Impact of the Violation on the Applicant
 Here, the impact of the breach was to have Ms. Truong pulled over while lawfully driving, taken out of her vehicle, arrested and handcuffed and detained for over an hour. The vehicle she was driving was searched and the contents of bags and her purse were examined without her consent. The search warrant triggered all of this, together with subsequent breaches of her legal rights. It was totally unnecessary that Ms. Truong be handcuffed in the back of a police car and denied the ability to go to a washroom, let alone be delayed in accessing legal advice.
 But for the issuance of the search warrant, none of this would have happened to Ms. Truong. These are not trivial matters.

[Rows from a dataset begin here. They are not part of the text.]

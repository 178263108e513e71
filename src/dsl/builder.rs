use std::collections::HashMap;
use serde_json::Value;
use crate::dsl::{GraphDoc, NodeDoc};
use crate::runtime::blueprint::{ListMode, ListSettings};
use crate::runtime::parameter::{Parameter, ParameterValue};

pub struct GraphBuilder {
    id: String,
    name: String,
    start: Option<String>,
    settings: ListSettings,
    parameters: Vec<Parameter>,
    pub nodes: Vec<NodeDoc>, // Public so tests can tweak nodes after building
}

impl GraphBuilder {
    pub fn new(id: &str) -> Self {
        Self {
            id: id.to_string(),
            name: id.to_string(),
            start: None,
            settings: ListSettings::default(),
            parameters: Vec::new(),
            nodes: Vec::new(),
        }
    }

    pub fn name(mut self, name: &str) -> Self {
        self.name = name.to_string();
        self
    }

    pub fn start(mut self, node_id: &str) -> Self {
        self.start = Some(node_id.to_string());
        self
    }

    pub fn background(mut self) -> Self {
        self.settings.mode = ListMode::RunInBackground;
        self
    }

    pub fn unskippable(mut self) -> Self {
        self.settings.skippable = false;
        self
    }

    pub fn multi_instance(mut self) -> Self {
        self.settings.multi_instance = true;
        self
    }

    pub fn survive_scene_change(mut self) -> Self {
        self.settings.survive_scene_change = true;
        self
    }

    pub fn start_delay(mut self, seconds: f32) -> Self {
        self.settings.start_delay = seconds;
        self
    }

    pub fn parameter(mut self, id: i32, label: &str, value: ParameterValue) -> Self {
        self.parameters.push(Parameter::new(id, label, value));
        self
    }

    /// Starts a node; finish it with `done()`.
    pub fn node(self, id: &str, kind: &str) -> NodeBuilder {
        NodeBuilder {
            graph: self,
            doc: NodeDoc {
                id: id.to_string(),
                kind: kind.to_string(),
                title: String::new(),
                enabled: true,
                params: HashMap::new(),
                outputs: vec!["continue".to_string()],
            },
        }
    }

    pub fn build(self) -> GraphDoc {
        GraphDoc {
            id: self.id,
            name: self.name,
            start: self.start,
            settings: self.settings,
            parameters: self.parameters,
            nodes: self.nodes,
        }
    }
}

pub struct NodeBuilder {
    graph: GraphBuilder,
    doc: NodeDoc,
}

impl NodeBuilder {
    pub fn title(mut self, title: &str) -> Self {
        self.doc.title = title.to_string();
        self
    }

    pub fn param(mut self, key: &str, value: impl Into<Value>) -> Self {
        self.doc.params.insert(key.to_string(), value.into());
        self
    }

    /// Binds a field to a graph parameter through `<field>_parameter`.
    pub fn bind(self, field: &str, parameter_id: i32) -> Self {
        let key = format!("{}_parameter", field);
        self.param(&key, parameter_id)
    }

    pub fn outputs(mut self, outputs: &[&str]) -> Self {
        self.doc.outputs = outputs.iter().map(|s| s.to_string()).collect();
        self
    }

    pub fn disabled(mut self) -> Self {
        self.doc.enabled = false;
        self
    }

    pub fn done(mut self) -> GraphBuilder {
        self.graph.nodes.push(self.doc);
        self.graph
    }
}
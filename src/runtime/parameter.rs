use serde::{Deserialize, Serialize};
use tracing::warn;
use crate::runtime::active::{ENTRY_DELIMITER, RECORD_DELIMITER, RECORD_SEPARATOR};

/// Separates a parameter id from its literal inside a snapshot entry.
pub const VALUE_DELIMITER: char = '=';
const VECTOR_DELIMITER: char = ',';

const ESCAPE_CHAR: char = '*';

const ESCAPES: [(char, &str); 4] = [
    (ESCAPE_CHAR, "*STAR*"),
    (RECORD_DELIMITER, "*COLON*"),
    (RECORD_SEPARATOR, "*PIPE*"),
    (ENTRY_DELIMITER, "*SEMICOLON*"),
];

#[derive(Debug, Clone, Copy, PartialEq, Default, Serialize, Deserialize)]
pub struct Vector3 {
    pub x: f32,
    pub y: f32,
    pub z: f32,
}

impl Vector3 {
    pub fn new(x: f32, y: f32, z: f32) -> Self {
        Self { x, y, z }
    }
}

#[derive(Debug, Clone, Copy, PartialEq, Eq, Hash, Serialize, Deserialize)]
pub enum ParameterKind {
    Integer,
    Float,
    String,
    Vector3,
    Boolean,
    PopUp,
    GameObject,
    Asset,
    GlobalVariable,
    LocalVariable,
    InventoryItem,
    Document,
}

/// Payload of a parameter. Exactly one field is active, selected by the variant.
///
/// Scene objects, inventory items, documents and variables are held by their
/// stable id; the host resolves the id again after a load.
#[derive(Debug, Clone, PartialEq, Serialize, Deserialize)]
pub enum ParameterValue {
    Integer(i32),
    Float(f32),
    String(String),
    Vector3(Vector3),
    Boolean(bool),
    PopUp(i32),
    GameObject(i32),
    Asset(String),
    GlobalVariable(i32),
    LocalVariable(i32),
    InventoryItem(i32),
    Document(i32),
}

impl ParameterValue {
    pub fn kind(&self) -> ParameterKind {
        match self {
            ParameterValue::Integer(_) => ParameterKind::Integer,
            ParameterValue::Float(_) => ParameterKind::Float,
            ParameterValue::String(_) => ParameterKind::String,
            ParameterValue::Vector3(_) => ParameterKind::Vector3,
            ParameterValue::Boolean(_) => ParameterKind::Boolean,
            ParameterValue::PopUp(_) => ParameterKind::PopUp,
            ParameterValue::GameObject(_) => ParameterKind::GameObject,
            ParameterValue::Asset(_) => ParameterKind::Asset,
            ParameterValue::GlobalVariable(_) => ParameterKind::GlobalVariable,
            ParameterValue::LocalVariable(_) => ParameterKind::LocalVariable,
            ParameterValue::InventoryItem(_) => ParameterKind::InventoryItem,
            ParameterValue::Document(_) => ParameterKind::Document,
        }
    }

    pub fn default_for(kind: ParameterKind) -> Self {
        match kind {
            ParameterKind::Integer => ParameterValue::Integer(0),
            ParameterKind::Float => ParameterValue::Float(0.0),
            ParameterKind::String => ParameterValue::String(String::new()),
            ParameterKind::Vector3 => ParameterValue::Vector3(Vector3::default()),
            ParameterKind::Boolean => ParameterValue::Boolean(false),
            ParameterKind::PopUp => ParameterValue::PopUp(0),
            ParameterKind::GameObject => ParameterValue::GameObject(0),
            ParameterKind::Asset => ParameterValue::Asset(String::new()),
            ParameterKind::GlobalVariable => ParameterValue::GlobalVariable(0),
            ParameterKind::LocalVariable => ParameterValue::LocalVariable(0),
            ParameterKind::InventoryItem => ParameterValue::InventoryItem(0),
            ParameterKind::Document => ParameterValue::Document(0),
        }
    }

    pub fn as_integer(&self) -> Option<i32> {
        match self {
            ParameterValue::Integer(v) | ParameterValue::PopUp(v) => Some(*v),
            _ => None,
        }
    }

    pub fn as_float(&self) -> Option<f32> {
        match self {
            ParameterValue::Float(v) => Some(*v),
            _ => None,
        }
    }

    pub fn as_str(&self) -> Option<&str> {
        match self {
            ParameterValue::String(s) | ParameterValue::Asset(s) => Some(s),
            _ => None,
        }
    }

    pub fn as_bool(&self) -> Option<bool> {
        match self {
            ParameterValue::Boolean(v) => Some(*v),
            _ => None,
        }
    }

    pub fn as_vector3(&self) -> Option<Vector3> {
        match self {
            ParameterValue::Vector3(v) => Some(*v),
            _ => None,
        }
    }

    /// Stable id of a referenced object, item, document or variable.
    pub fn as_reference(&self) -> Option<i32> {
        match self {
            ParameterValue::GameObject(id)
            | ParameterValue::GlobalVariable(id)
            | ParameterValue::LocalVariable(id)
            | ParameterValue::InventoryItem(id)
            | ParameterValue::Document(id) => Some(*id),
            _ => None,
        }
    }

    /// Kind-specific literal, before escaping.
    pub fn to_literal(&self) -> String {
        match self {
            ParameterValue::Integer(v)
            | ParameterValue::PopUp(v)
            | ParameterValue::GameObject(v)
            | ParameterValue::GlobalVariable(v)
            | ParameterValue::LocalVariable(v)
            | ParameterValue::InventoryItem(v)
            | ParameterValue::Document(v) => v.to_string(),
            ParameterValue::Float(v) => v.to_string(),
            ParameterValue::String(s) | ParameterValue::Asset(s) => s.clone(),
            ParameterValue::Vector3(v) => format!(
                "{}{sep}{}{sep}{}",
                v.x,
                v.y,
                v.z,
                sep = VECTOR_DELIMITER
            ),
            ParameterValue::Boolean(b) => (if *b { "1" } else { "0" }).to_string(),
        }
    }

    /// Parses an unescaped literal. Unparsable numbers become zero.
    pub fn parse_literal(kind: ParameterKind, text: &str) -> Self {
        let int = || text.trim().parse::<i32>().unwrap_or(0);
        let float = |s: &str| s.trim().parse::<f32>().unwrap_or(0.0);
        match kind {
            ParameterKind::Integer => ParameterValue::Integer(int()),
            ParameterKind::PopUp => ParameterValue::PopUp(int()),
            ParameterKind::GameObject => ParameterValue::GameObject(int()),
            ParameterKind::GlobalVariable => ParameterValue::GlobalVariable(int()),
            ParameterKind::LocalVariable => ParameterValue::LocalVariable(int()),
            ParameterKind::InventoryItem => ParameterValue::InventoryItem(int()),
            ParameterKind::Document => ParameterValue::Document(int()),
            ParameterKind::Float => ParameterValue::Float(float(text)),
            ParameterKind::String => ParameterValue::String(text.to_string()),
            ParameterKind::Asset => ParameterValue::Asset(text.to_string()),
            ParameterKind::Boolean => {
                ParameterValue::Boolean(matches!(text.trim(), "1" | "true" | "True"))
            }
            ParameterKind::Vector3 => {
                let mut parts = text.split(VECTOR_DELIMITER).map(float);
                let x = parts.next().unwrap_or(0.0);
                let y = parts.next().unwrap_or(0.0);
                let z = parts.next().unwrap_or(0.0);
                ParameterValue::Vector3(Vector3 { x, y, z })
            }
        }
    }
}

/// Replaces characters that would collide with the save-record delimiters.
/// The escape character itself is escaped, so decoding is unambiguous.
pub fn escape_literal(text: &str) -> String {
    let mut out = String::with_capacity(text.len());
    for c in text.chars() {
        match ESCAPES.iter().find(|(raw, _)| *raw == c) {
            Some((_, token)) => out.push_str(token),
            None => out.push(c),
        }
    }
    out
}

/// Inverse of `escape_literal`. Decodes left to right in a single pass;
/// a `*` that starts no known token is kept as is.
pub fn unescape_literal(text: &str) -> String {
    let mut out = String::with_capacity(text.len());
    let mut rest = text;
    while let Some(pos) = rest.find(ESCAPE_CHAR) {
        out.push_str(&rest[..pos]);
        let tail = &rest[pos..];
        match ESCAPES.iter().find(|(_, token)| tail.starts_with(token)) {
            Some((raw, token)) => {
                out.push(*raw);
                rest = &tail[token.len()..];
            }
            None => {
                out.push(ESCAPE_CHAR);
                rest = &tail[ESCAPE_CHAR.len_utf8()..];
            }
        }
    }
    out.push_str(rest);
    out
}

#[derive(Debug, Clone, PartialEq, Serialize, Deserialize)]
pub struct Parameter {
    pub id: i32,
    #[serde(default)]
    pub label: String,
    pub value: ParameterValue,
}

impl Parameter {
    pub fn new(id: i32, label: impl Into<String>, value: ParameterValue) -> Self {
        Self { id, label: label.into(), value }
    }

    pub fn kind(&self) -> ParameterKind {
        self.value.kind()
    }

    /// Replaces the value when the kinds agree. Returns false otherwise.
    pub fn set(&mut self, value: ParameterValue) -> bool {
        if value.kind() != self.kind() {
            warn!(
                parameter_id = self.id,
                expected = ?self.kind(),
                got = ?value.kind(),
                "Parameter kind mismatch, value ignored"
            );
            return false;
        }
        self.value = value;
        true
    }

    pub fn set_integer(&mut self, value: i32) -> bool {
        match self.kind() {
            ParameterKind::PopUp => self.set(ParameterValue::PopUp(value)),
            _ => self.set(ParameterValue::Integer(value)),
        }
    }

    pub fn set_float(&mut self, value: f32) -> bool {
        self.set(ParameterValue::Float(value))
    }

    pub fn set_string(&mut self, value: impl Into<String>) -> bool {
        self.set(ParameterValue::String(value.into()))
    }

    pub fn set_bool(&mut self, value: bool) -> bool {
        self.set(ParameterValue::Boolean(value))
    }

    pub fn set_vector3(&mut self, value: Vector3) -> bool {
        self.set(ParameterValue::Vector3(value))
    }
}

/// The runtime parameters of one graph instance.
#[derive(Debug, Clone, Default, PartialEq, Serialize, Deserialize)]
#[serde(transparent)]
pub struct ParameterSet {
    params: Vec<Parameter>,
}

impl ParameterSet {
    pub fn new(params: Vec<Parameter>) -> Self {
        Self { params }
    }

    pub fn is_empty(&self) -> bool {
        self.params.is_empty()
    }

    pub fn len(&self) -> usize {
        self.params.len()
    }

    pub fn iter(&self) -> impl Iterator<Item = &Parameter> {
        self.params.iter()
    }

    pub fn get(&self, id: i32) -> Option<&Parameter> {
        self.params.iter().find(|p| p.id == id)
    }

    pub fn get_mut(&mut self, id: i32) -> Option<&mut Parameter> {
        self.params.iter_mut().find(|p| p.id == id)
    }

    pub fn set(&mut self, id: i32, value: ParameterValue) -> bool {
        match self.get_mut(id) {
            Some(param) => param.set(value),
            None => {
                warn!(parameter_id = id, "No parameter with this id");
                false
            }
        }
    }

    pub fn assign_integer(&self, id: Option<i32>, field: &mut i32) {
        if let Some(v) = self.lookup(id).and_then(ParameterValue::as_integer) {
            *field = v;
        }
    }

    pub fn assign_float(&self, id: Option<i32>, field: &mut f32) {
        if let Some(v) = self.lookup(id).and_then(ParameterValue::as_float) {
            *field = v;
        }
    }

    pub fn assign_string(&self, id: Option<i32>, field: &mut String) {
        if let Some(v) = self.lookup(id).and_then(ParameterValue::as_str) {
            *field = v.to_string();
        }
    }

    pub fn assign_bool(&self, id: Option<i32>, field: &mut bool) {
        if let Some(v) = self.lookup(id).and_then(ParameterValue::as_bool) {
            *field = v;
        }
    }

    pub fn assign_vector3(&self, id: Option<i32>, field: &mut Vector3) {
        if let Some(v) = self.lookup(id).and_then(ParameterValue::as_vector3) {
            *field = v;
        }
    }

    /// Overwrites an object, item, document or variable id.
    pub fn assign_reference(&self, id: Option<i32>, field: &mut i32) {
        if let Some(v) = self.lookup(id).and_then(ParameterValue::as_reference) {
            *field = v;
        }
    }

    fn lookup(&self, id: Option<i32>) -> Option<&ParameterValue> {
        id.and_then(|id| self.get(id)).map(|p| &p.value)
    }

    /// Substitutes every `[param:ID]` token with the parameter's literal.
    pub fn replace_tokens(&self, text: &str) -> String {
        if !text.contains("[param:") {
            return text.to_string();
        }
        let mut out = text.to_string();
        for param in &self.params {
            let token = format!("[param:{}]", param.id);
            if out.contains(&token) {
                out = out.replace(&token, &param.value.to_literal());
            }
        }
        out
    }

    /// Serializes the current values as `id=literal` entries.
    pub fn to_snapshot(&self) -> String {
        self.params
            .iter()
            .map(|p| format!("{}{}{}", p.id, VALUE_DELIMITER, escape_literal(&p.value.to_literal())))
            .collect::<Vec<_>>()
            .join(&ENTRY_DELIMITER.to_string())
    }

    /// Restores values from a snapshot, parsing each literal as the kind of the
    /// matching definition. Unknown ids and malformed entries are skipped.
    pub fn apply_snapshot(&mut self, data: &str) {
        for entry in data.split(ENTRY_DELIMITER).filter(|e| !e.is_empty()) {
            let Some((id_text, literal)) = entry.split_once(VALUE_DELIMITER) else {
                warn!(entry, "Malformed parameter entry");
                continue;
            };
            let Ok(id) = id_text.trim().parse::<i32>() else {
                warn!(entry, "Parameter entry has no numeric id");
                continue;
            };
            let Some(param) = self.get_mut(id) else {
                warn!(parameter_id = id, "Snapshot names an unknown parameter");
                continue;
            };
            param.value = ParameterValue::parse_literal(param.kind(), &unescape_literal(literal));
        }
    }
}

impl From<Vec<Parameter>> for ParameterSet {
    fn from(params: Vec<Parameter>) -> Self {
        Self::new(params)
    }
}
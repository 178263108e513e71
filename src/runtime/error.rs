use thiserror::Error;
use crate::runtime::blueprint::NodeIndex;
use crate::runtime::context::InstanceId;

#[derive(Debug, Error, PartialEq)]
pub enum EngineError {
    #[error("graph not found: {0}")]
    UnknownGraph(String),
    #[error("instance not found: {0}")]
    UnknownInstance(InstanceId),
    #[error("graph {0} is disabled")]
    Disabled(String),
    #[error("no definition for node kind {kind} (graph {graph}, node {index})")]
    UnknownNodeKind { graph: String, index: NodeIndex, kind: String },
    #[error("invalid node {index} in graph {graph}: {reason}")]
    InvalidNode { graph: String, index: NodeIndex, reason: String },
}
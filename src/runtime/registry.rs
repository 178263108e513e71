use tracing::{debug, info};
use crate::runtime::active::{ActiveList, SkipRequest, RECORD_SEPARATOR};
use crate::runtime::blueprint::NodeIndex;
use crate::runtime::context::InstanceId;

/// Global table of live and resumable lists, in registration order.
#[derive(Debug, Default)]
pub struct ActiveListManager {
    lists: Vec<ActiveList>,
}

impl ActiveListManager {
    pub fn new() -> Self {
        Self::default()
    }

    pub fn records(&self) -> &[ActiveList] {
        &self.lists
    }

    pub fn len(&self) -> usize {
        self.lists.len()
    }

    pub fn is_empty(&self) -> bool {
        self.lists.is_empty()
    }

    pub fn record(&self, instance_id: InstanceId) -> Option<&ActiveList> {
        self.lists.iter().find(|r| r.instance_id == Some(instance_id))
    }

    pub fn record_mut(&mut self, instance_id: InstanceId) -> Option<&mut ActiveList> {
        self.lists.iter_mut().find(|r| r.instance_id == Some(instance_id))
    }

    /// Registers a started instance, updating its record if it already has one.
    pub fn add_to_list(
        &mut self,
        instance_id: InstanceId,
        graph_id: &str,
        start_index: NodeIndex,
        add_to_skip_queue: bool,
        conversation_on_end: Option<String>,
    ) {
        let record = match self.lists.iter().position(|r| r.instance_id == Some(instance_id)) {
            Some(pos) => &mut self.lists[pos],
            None => {
                self.lists.push(ActiveList::new(graph_id, instance_id));
                let last = self.lists.len() - 1;
                &mut self.lists[last]
            }
        };
        record.is_running = true;
        record.in_skip_queue = add_to_skip_queue;
        record.start_index = start_index;
        record.resume_indices.clear();
        record.parameter_data.clear();
        record.conversation_on_end = conversation_on_end;
        debug!(instance_id = %instance_id, graph = graph_id, skip_queue = add_to_skip_queue, "Registered list");
    }

    pub fn mark_paused(&mut self, instance_id: InstanceId, resume_indices: Vec<NodeIndex>, parameter_data: String) {
        if let Some(record) = self.record_mut(instance_id) {
            record.is_running = false;
            record.resume_indices = resume_indices;
            record.parameter_data = parameter_data;
        }
    }

    /// Drops the record of a finished or killed instance.
    pub fn end_list(&mut self, instance_id: InstanceId) {
        self.lists.retain(|r| r.instance_id != Some(instance_id));
    }

    /// The instance is registered and marked running.
    pub fn is_live(&self, instance_id: InstanceId) -> bool {
        self.record(instance_id).is_some_and(ActiveList::is_running)
    }

    pub fn is_graph_running(&self, graph_id: &str) -> bool {
        self.lists.iter().any(|r| r.graph_id == graph_id && r.is_running)
    }

    pub fn is_in_skip_queue(&self, instance_id: InstanceId) -> bool {
        self.record(instance_id).is_some_and(|r| r.in_skip_queue)
    }

    /// Empties the skip queue in registration order.
    pub fn take_skip_queue(&mut self) -> Vec<SkipRequest> {
        let requests: Vec<SkipRequest> = self.lists.iter_mut().filter_map(ActiveList::skip).collect();
        self.purge();
        requests
    }

    /// Removes the first restored (instance-less) paused record of a graph.
    pub fn take_detached_paused(&mut self, graph_id: &str) -> Option<ActiveList> {
        let pos = self
            .lists
            .iter()
            .position(|r| r.instance_id.is_none() && r.graph_id == graph_id && r.is_paused())?;
        Some(self.lists.remove(pos))
    }

    pub fn remove_detached(&mut self, graph_id: &str) -> usize {
        let before = self.lists.len();
        self.lists.retain(|r| r.instance_id.is_some() || r.graph_id != graph_id);
        before - self.lists.len()
    }

    pub fn purge(&mut self) {
        self.lists.retain(ActiveList::is_necessary);
    }

    pub fn clear(&mut self) {
        self.lists.clear();
    }

    pub fn save_data(&self) -> String {
        self.lists
            .iter()
            .filter_map(ActiveList::save_data)
            .collect::<Vec<_>>()
            .join(&RECORD_SEPARATOR.to_string())
    }

    /// Replaces every record with those parsed from `data`.
    pub fn load_data(&mut self, data: &str) {
        self.lists = data
            .split(RECORD_SEPARATOR)
            .filter(|chunk| !chunk.trim().is_empty())
            .filter_map(ActiveList::load_data)
            .filter(|r| !r.is_running || r.in_skip_queue)
            .map(|mut r| {
                r.is_running = false;
                r
            })
            .filter(ActiveList::is_necessary)
            .collect();
        info!(records = self.lists.len(), "Loaded active lists");
    }
}

#[cfg(test)]
mod tests {
    use super::*;
    use uuid::Uuid;

    #[test]
    fn save_skips_running_and_joins_records() {
        let mut manager = ActiveListManager::new();
        let running = Uuid::new_v4();
        let paused = Uuid::new_v4();
        manager.add_to_list(running, "a", 0, true, None);
        manager.add_to_list(paused, "b", 0, true, None);
        manager.mark_paused(paused, vec![3], "1=2".into());

        assert_eq!(manager.save_data(), "b:3:0:1:0::1=2");

        let mut restored = ActiveListManager::new();
        restored.load_data(&format!("{}|", manager.save_data()));
        assert_eq!(restored.len(), 1);
        assert!(restored.records()[0].is_paused());
        assert!(restored.take_detached_paused("b").is_some());
        assert!(restored.is_empty());
    }

    #[test]
    fn skip_queue_is_taken_once() {
        let mut manager = ActiveListManager::new();
        let id = Uuid::new_v4();
        manager.add_to_list(id, "a", 2, true, Some("chat".into()));
        let requests = manager.take_skip_queue();
        assert_eq!(requests.len(), 1);
        assert_eq!(requests[0].conversation_on_end.as_deref(), Some("chat"));
        assert!(manager.take_skip_queue().is_empty());
        assert!(manager.is_live(id));
    }
}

 The search was of a motor vehicle that was not owned by Ms. Truong but was being driven by her. I recognize that there is a lesser expectation of privacy in a vehicle than there is in a residence.
 I have been able to find only a few post-Grant decisions where the results of a search conducted under a defective search warrant have not been excluded from the evidence.
 Where evidence results from a non-trivial breach and the consequences of that breach result in a serious intrusion into the accused’s privacy rights, it should be rare for the breach to be washed away because of the public’s interest in the adjudication of criminal cases on their merits.
 A myriad of cases at all levels in all Courts speak of the importance, especially in drug trafficking cases, that these matters go to trial on their merits so that highly relevant (and often crucial) evidence is put before the trier of fact.
 From the Ontario line of cases, it appears that blameless police conduct with “no taint of impropriety” will support the inclusion of the evidence even though the search warrant should not have been granted on the information contained in the ITO. If there has been conduct that is less than exemplary, such as an “inattention to constitutional standard” or “carelessness”, exclusion remains a remedy under section 24(2).
 From my review of the case law referenced above, I am of the view that allowing the seized items into evidence here would bring the administration of justice into disrepute. The granting of search warrants authorizing state intrusion into a person’s private spaces depends on proper judicial authorization. Where that authorization is lacking because of insufficient grounds, people with an understanding of Charter rights and the whole of the circumstances would rightly lose confidence in the due administration of justice.
 In this case, I am satisfied that the appropriate remedy for the section 8 breach is exclusion of the evidence seized from the Venza.
 To find otherwise would set an unreasonably low threshold for granting search warrants for vehicles and drivers suspected of engaging in drug transactions from vehicles. The failure to exclude the evidence in the face of a Charter breach that led to the finding of the evidence would be ignored.
 While it would be tempting to allow the evidence in, especially in circumstances where the accused is in all likelihood guilty of the offences she is charged with, and compensate the Charter breach with the promise of a reduction in sentence if Ms. Truong is convicted. But that would essentially overlook the importance of proper judicial authorization of search warrants.